[Saved data entries]
********************

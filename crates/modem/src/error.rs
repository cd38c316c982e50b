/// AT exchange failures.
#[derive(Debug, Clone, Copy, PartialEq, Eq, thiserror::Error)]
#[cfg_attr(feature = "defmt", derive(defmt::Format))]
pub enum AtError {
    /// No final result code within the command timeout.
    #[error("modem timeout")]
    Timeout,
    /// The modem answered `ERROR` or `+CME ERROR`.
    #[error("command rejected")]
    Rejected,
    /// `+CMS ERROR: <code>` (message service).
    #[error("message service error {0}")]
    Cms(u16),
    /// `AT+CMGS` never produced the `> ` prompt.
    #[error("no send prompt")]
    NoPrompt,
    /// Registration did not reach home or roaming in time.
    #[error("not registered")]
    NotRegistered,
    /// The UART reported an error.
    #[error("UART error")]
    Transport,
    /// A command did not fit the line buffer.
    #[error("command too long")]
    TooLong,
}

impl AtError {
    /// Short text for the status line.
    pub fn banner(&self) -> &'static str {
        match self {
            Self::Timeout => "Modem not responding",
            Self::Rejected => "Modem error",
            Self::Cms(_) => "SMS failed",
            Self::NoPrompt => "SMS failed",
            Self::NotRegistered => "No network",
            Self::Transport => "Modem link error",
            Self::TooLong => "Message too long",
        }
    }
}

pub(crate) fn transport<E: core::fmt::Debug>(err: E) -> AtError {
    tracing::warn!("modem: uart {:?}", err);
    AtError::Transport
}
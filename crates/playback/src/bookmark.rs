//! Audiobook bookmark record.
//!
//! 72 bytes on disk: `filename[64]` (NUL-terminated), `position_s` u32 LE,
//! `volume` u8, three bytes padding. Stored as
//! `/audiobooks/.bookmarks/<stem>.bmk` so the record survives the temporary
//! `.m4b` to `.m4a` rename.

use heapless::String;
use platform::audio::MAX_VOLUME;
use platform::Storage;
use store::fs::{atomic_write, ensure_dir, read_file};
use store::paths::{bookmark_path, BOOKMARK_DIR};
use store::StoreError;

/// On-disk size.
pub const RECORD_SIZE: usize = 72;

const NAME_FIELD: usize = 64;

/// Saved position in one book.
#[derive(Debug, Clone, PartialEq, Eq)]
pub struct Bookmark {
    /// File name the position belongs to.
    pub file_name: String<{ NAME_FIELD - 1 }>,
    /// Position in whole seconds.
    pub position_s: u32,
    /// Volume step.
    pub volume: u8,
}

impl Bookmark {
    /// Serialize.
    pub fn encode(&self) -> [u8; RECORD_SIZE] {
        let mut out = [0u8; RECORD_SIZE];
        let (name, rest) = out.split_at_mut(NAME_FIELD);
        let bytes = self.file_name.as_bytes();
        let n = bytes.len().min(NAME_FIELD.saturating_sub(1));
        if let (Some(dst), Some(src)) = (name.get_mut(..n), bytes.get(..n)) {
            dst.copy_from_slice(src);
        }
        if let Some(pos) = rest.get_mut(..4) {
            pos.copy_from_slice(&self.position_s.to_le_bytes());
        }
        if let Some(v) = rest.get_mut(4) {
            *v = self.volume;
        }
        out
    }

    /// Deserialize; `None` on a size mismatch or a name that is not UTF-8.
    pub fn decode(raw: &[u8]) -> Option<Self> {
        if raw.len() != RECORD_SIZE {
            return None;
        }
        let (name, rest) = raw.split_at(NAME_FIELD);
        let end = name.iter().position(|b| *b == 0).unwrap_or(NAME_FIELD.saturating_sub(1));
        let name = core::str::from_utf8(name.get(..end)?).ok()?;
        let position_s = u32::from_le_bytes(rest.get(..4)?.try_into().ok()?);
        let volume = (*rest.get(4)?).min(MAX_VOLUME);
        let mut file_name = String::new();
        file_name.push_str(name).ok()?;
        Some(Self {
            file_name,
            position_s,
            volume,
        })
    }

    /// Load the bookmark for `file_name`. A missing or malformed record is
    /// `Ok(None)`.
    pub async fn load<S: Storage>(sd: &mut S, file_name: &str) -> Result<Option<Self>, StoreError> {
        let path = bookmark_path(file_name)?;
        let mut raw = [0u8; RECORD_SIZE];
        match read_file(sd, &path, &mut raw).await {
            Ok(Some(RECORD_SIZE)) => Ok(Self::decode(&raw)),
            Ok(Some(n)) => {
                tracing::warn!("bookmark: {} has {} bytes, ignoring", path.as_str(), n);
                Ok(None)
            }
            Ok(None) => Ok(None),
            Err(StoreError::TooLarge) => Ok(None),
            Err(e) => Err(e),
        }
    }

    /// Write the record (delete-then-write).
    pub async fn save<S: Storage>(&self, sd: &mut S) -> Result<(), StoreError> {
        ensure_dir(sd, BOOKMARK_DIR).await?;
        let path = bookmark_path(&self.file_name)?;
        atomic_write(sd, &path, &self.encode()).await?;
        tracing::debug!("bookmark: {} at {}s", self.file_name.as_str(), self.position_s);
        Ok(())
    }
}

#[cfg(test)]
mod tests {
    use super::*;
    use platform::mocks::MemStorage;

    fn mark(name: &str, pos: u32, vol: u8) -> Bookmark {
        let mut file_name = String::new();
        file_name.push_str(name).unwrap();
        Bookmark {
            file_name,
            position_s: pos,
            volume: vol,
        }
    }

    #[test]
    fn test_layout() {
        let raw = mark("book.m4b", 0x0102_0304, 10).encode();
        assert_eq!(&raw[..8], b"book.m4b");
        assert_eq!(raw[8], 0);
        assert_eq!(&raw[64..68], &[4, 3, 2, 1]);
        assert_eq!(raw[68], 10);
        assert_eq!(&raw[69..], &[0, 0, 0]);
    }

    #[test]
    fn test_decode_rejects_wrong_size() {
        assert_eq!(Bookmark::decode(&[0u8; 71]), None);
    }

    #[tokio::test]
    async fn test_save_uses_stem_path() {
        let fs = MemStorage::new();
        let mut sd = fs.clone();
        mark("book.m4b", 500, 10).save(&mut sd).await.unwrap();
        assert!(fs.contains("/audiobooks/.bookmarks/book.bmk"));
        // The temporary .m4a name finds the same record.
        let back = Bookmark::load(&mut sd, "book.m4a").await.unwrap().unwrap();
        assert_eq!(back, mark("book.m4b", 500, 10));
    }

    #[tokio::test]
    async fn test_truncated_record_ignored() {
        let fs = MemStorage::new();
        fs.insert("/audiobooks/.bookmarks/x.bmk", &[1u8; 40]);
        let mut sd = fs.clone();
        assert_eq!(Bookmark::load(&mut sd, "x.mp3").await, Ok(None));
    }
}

********************

* What the task asks *
Find each line in the records holding the string "async" and show it.

* Worked solution *
    pub async fn load<S: Storage>(sd: &mut S, file_name: &str) -> Result<Option<Self>, StoreError> {
    pub async fn save<S: Storage>(&self, sd: &mut S) -> Result<(), StoreError> {
    async fn test_save_uses_stem_path() {
    async fn test_truncated_record_ignored() {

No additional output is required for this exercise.